Imagine that every time someone was sick, we also automatically assumed they were sick because they did something wrong.  Now, unfortunately, there are some diseases where we do still make that assumption and false judgment.

And when you start thinking this way, you begin to get a sense of what leprosy was like in the Bible, when an illness was directly connected with sin.

Besides the normal precautions we make around someone who is ill, for their sake and ours, depending on the disease, imagine that you also believed that you needed protection from the moral disease that the person is infected with.  This is the reason why a sick person would be expelled from the community in Jesus’ time.

You’re sick. So you have done something wrong. Now get out of here!
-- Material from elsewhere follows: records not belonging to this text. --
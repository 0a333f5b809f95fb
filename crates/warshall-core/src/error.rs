// SPDX-License-Identifier: Apache-2.0
// © James Ross Ω FLYING•ROBOTS <https://github.com/flyingrobots>
//! Construction errors surfaced to callers.

/// Errors raised while building the engine's input.
///
/// Relaxation and path reconstruction never fail: unreachable pairs are
/// omitted, and negative cycles are not detected.
#[derive(Debug, Clone, PartialEq, Eq, thiserror::Error)]
pub enum EngineError {
    /// A declared vertex count was not a positive integer.
    #[error("[INVALID_VERTEX_COUNT] vertex count must be a positive integer, got `{token}`")]
    InvalidVertexCount {
        /// The offending text.
        token: String,
    },
    /// A declared vertex count disagrees with the rows supplied.
    #[error("[VERTEX_COUNT_MISMATCH] declared {declared} vertices but found {rows} rows")]
    VertexCountMismatch {
        /// Count from the header.
        declared: usize,
        /// Rows actually present.
        rows: usize,
    },
    /// A row does not have one cell per vertex.
    #[error("[DIMENSION_MISMATCH] row {row} has {found} cells, expected {expected}")]
    DimensionMismatch {
        /// Zero-based row index.
        row: usize,
        /// Expected cell count (the matrix order).
        expected: usize,
        /// Cells actually present.
        found: usize,
    },
    /// A cell is neither a finite number nor the infinity marker (strict policy only).
    #[error("[MALFORMED_WEIGHT] cell ({row}, {col}) has malformed weight `{token}`")]
    MalformedWeight {
        /// Zero-based row index.
        row: usize,
        /// Zero-based column index.
        col: usize,
        /// The offending text.
        token: String,
    },
    /// The graph is larger than the configured limit.
    #[error("[VERTEX_LIMIT_EXCEEDED] {order} vertices exceeds the limit of {max}")]
    VertexLimitExceeded {
        /// Vertices in the input.
        order: usize,
        /// Configured maximum.
        max: usize,
    },
}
In Jesus’ reaching out and healing of the leper, he breaks this cycle. He does what would be regarded as unthinkable by touching a man who was regarded as unclean. But by healing the leper, he challenges the boundaries we still make between who is acceptable and who is not.  God wants us to move beyond places of comfort to respond to the needs of others no matter how strange they may be for us. He shows us that rejection is not a healing response, and that community and inclusion have parts to play in healing.

And in healing the leper, Jesus shows us that healing, like disease, can be contagious, too.  We use the expression «spread the Good News» in the same way we say «a disease is spreading.”

With the season of Lent coming up very soon, we remember that Lent began as a time for the People of God to walk in solidarity with people who were trying to turn away from the world’s ways.  Instead of looking at Lent as a time for self-improvement, let’s look at it as a time for healing, a healing that can’t be accomplished without each other.

Today, coincidentally, is also the 32nd World Day of the Sick, which falls on Feb. 11 every year. In his message for today, Pope Francis takes this theme of inclusion and exclusion even further.  I want to conclude by sharing his thoughts.  The Pope writes, “I share too in the pain, suffering and isolation felt by those who, because of war and its tragic consequences, are left without support and assistance. War is the most terrible of social diseases, and it takes its greatest toll on those who are most vulnerable.

At the same time, it needs to be said that even in countries that enjoy peace and greater resources, old age and sickness are frequently experienced in solitude and, at times, even in abandonment. This grim reality is mainly a consequence of the culture of individualism that exalts productivity at all costs, cultivates the myth of efficiency, and proves indifferent, even callous, when individuals no longer have the strength needed to keep pace. It then becomes a throwaway culture, in which “persons are no longer seen as a paramount value to be cared for and respected, especially when they are poor or disabled, ‘not yet useful’ – like the unborn, or ‘no longer needed’ – like the elderly” (Fratelli Tutti, 18).”

The sick, the vulnerable and the poor are at the heart of the Church; they must also be at the heart of our human concern and pastoral attention. May we never forget this!”